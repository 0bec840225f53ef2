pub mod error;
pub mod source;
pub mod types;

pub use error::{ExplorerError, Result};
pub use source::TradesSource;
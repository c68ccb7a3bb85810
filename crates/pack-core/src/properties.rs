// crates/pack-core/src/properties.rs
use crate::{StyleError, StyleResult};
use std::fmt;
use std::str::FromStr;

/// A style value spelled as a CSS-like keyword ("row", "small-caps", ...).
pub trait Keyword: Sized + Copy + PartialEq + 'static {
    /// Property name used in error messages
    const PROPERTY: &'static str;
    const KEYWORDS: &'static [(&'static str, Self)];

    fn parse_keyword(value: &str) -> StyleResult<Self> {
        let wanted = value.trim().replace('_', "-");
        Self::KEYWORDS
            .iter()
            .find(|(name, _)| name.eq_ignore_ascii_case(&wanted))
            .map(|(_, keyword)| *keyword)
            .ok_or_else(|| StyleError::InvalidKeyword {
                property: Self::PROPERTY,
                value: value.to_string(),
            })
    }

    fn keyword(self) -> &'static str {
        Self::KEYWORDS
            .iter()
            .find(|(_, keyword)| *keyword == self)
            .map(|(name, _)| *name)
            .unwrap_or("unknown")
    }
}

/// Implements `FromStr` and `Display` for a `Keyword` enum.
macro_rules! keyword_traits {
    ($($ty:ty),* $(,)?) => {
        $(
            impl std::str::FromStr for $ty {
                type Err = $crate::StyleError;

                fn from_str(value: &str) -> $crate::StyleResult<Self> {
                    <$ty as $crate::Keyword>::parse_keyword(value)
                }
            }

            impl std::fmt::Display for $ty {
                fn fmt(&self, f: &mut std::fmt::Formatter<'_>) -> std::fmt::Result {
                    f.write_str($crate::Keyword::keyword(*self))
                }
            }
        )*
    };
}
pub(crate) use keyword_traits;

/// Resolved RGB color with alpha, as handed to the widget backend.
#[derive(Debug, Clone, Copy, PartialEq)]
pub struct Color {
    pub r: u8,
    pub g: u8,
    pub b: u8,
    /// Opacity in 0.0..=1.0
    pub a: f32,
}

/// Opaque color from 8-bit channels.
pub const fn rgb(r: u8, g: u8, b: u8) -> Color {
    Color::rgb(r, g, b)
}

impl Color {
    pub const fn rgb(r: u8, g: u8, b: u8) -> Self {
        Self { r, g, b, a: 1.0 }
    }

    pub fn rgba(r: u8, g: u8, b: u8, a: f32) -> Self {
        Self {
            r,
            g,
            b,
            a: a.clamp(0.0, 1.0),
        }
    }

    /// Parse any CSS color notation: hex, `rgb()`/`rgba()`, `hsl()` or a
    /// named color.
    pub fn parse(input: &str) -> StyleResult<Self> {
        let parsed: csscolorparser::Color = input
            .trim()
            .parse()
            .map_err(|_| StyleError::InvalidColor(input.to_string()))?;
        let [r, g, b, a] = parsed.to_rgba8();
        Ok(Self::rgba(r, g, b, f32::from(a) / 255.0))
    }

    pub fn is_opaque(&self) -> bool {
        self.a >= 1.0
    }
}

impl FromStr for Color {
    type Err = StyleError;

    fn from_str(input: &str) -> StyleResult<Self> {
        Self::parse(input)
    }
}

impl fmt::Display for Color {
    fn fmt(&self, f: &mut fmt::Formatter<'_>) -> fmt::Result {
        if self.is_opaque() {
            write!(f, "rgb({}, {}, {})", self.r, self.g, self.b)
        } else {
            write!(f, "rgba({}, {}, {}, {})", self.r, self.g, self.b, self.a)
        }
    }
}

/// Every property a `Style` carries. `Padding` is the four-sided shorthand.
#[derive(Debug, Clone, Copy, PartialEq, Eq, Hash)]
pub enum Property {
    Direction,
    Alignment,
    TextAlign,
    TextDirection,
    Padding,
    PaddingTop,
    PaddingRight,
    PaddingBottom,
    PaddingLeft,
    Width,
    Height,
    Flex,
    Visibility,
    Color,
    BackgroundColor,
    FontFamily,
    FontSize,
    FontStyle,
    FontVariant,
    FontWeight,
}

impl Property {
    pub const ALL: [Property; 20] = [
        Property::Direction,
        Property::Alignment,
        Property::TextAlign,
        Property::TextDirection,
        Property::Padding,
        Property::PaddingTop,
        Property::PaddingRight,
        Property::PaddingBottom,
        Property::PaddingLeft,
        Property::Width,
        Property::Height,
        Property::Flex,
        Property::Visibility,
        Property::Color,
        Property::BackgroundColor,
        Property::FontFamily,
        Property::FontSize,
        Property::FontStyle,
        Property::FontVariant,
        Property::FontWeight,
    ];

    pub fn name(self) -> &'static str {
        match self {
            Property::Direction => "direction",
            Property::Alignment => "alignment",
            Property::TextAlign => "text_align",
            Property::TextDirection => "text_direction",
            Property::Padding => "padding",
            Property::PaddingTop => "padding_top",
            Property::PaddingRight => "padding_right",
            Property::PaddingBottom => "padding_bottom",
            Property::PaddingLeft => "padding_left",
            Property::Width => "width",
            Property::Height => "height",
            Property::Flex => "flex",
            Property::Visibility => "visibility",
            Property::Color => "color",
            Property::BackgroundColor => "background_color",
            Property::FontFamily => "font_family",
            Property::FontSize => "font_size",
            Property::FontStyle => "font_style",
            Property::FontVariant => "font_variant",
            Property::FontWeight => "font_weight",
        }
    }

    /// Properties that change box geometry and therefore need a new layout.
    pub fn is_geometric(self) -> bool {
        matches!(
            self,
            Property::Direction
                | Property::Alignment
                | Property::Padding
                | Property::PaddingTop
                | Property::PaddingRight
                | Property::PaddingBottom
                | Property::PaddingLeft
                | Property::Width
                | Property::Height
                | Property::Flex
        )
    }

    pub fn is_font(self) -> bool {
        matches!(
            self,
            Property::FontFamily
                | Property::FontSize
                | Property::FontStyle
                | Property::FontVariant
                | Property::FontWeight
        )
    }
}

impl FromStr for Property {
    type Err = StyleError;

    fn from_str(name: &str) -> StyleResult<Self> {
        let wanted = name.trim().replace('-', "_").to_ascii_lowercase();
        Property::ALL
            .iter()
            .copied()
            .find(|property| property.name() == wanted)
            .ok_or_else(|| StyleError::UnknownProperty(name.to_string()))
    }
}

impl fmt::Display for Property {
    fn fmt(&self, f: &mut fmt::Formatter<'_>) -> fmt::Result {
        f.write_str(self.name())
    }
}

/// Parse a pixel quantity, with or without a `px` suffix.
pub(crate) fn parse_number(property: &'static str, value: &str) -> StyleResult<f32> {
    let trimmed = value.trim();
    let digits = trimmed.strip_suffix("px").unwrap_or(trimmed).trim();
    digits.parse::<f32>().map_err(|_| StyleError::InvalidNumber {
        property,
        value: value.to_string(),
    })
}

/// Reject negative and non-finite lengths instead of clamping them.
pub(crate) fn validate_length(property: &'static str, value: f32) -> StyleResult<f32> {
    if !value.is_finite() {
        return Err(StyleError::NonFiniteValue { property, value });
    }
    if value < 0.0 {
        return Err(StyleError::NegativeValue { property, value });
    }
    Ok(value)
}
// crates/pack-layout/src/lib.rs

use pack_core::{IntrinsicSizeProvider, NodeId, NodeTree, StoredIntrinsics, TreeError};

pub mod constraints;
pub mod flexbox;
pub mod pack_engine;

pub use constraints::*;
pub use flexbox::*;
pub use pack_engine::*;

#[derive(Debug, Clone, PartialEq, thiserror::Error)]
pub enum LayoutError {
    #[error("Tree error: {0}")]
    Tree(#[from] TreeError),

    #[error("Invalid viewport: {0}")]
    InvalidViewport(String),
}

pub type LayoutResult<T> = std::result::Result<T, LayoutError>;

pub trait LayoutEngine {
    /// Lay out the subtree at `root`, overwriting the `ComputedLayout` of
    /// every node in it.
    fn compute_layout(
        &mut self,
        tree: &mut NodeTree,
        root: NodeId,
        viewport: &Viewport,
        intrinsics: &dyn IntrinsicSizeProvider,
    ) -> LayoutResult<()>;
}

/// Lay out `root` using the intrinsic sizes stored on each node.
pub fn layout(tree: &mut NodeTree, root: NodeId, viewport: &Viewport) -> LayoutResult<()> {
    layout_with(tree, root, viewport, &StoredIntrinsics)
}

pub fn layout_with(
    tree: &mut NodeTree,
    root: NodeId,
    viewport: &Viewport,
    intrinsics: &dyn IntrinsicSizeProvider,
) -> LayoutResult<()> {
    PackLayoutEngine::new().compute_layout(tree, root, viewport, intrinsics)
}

● ● ● ●

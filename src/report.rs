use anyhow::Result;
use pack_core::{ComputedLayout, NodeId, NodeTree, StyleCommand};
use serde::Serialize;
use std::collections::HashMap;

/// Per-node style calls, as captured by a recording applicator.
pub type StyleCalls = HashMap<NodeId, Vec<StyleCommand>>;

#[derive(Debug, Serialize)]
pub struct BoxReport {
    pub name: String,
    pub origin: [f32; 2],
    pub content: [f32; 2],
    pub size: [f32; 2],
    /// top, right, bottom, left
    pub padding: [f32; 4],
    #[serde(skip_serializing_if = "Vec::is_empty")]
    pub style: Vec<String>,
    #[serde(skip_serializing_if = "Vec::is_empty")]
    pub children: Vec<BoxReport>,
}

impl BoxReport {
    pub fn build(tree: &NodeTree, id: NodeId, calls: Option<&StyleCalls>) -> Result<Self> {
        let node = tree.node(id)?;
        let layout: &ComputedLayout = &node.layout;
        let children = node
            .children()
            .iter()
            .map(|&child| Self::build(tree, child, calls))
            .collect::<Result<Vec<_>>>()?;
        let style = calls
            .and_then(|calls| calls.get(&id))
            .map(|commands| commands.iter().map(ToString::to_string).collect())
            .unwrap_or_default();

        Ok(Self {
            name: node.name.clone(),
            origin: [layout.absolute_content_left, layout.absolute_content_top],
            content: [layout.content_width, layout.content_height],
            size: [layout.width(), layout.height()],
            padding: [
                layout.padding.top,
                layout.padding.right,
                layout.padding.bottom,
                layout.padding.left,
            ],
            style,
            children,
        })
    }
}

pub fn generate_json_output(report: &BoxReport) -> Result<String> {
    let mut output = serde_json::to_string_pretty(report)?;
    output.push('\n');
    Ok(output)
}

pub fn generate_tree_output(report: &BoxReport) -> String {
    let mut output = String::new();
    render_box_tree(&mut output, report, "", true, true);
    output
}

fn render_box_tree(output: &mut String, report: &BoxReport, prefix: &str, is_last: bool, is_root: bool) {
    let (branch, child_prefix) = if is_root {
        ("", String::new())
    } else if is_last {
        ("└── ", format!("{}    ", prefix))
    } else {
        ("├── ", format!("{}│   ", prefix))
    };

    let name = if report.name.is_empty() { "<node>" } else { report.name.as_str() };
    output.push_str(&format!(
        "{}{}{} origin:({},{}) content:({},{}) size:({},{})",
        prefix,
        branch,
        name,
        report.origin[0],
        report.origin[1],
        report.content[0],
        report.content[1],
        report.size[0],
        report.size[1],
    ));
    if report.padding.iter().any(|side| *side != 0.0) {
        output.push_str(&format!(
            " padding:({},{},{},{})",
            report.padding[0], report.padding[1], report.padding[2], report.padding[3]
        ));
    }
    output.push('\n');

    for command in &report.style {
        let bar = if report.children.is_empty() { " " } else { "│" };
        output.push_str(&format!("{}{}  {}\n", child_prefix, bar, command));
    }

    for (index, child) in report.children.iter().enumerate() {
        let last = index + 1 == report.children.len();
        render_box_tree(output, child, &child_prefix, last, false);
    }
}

● ● ● ●

-- About this exercise --
Look for the word "struct" in every line of the listing and copy the lines that have it.

-- Completed exercise --
pub struct Color {
pub struct BoxReport {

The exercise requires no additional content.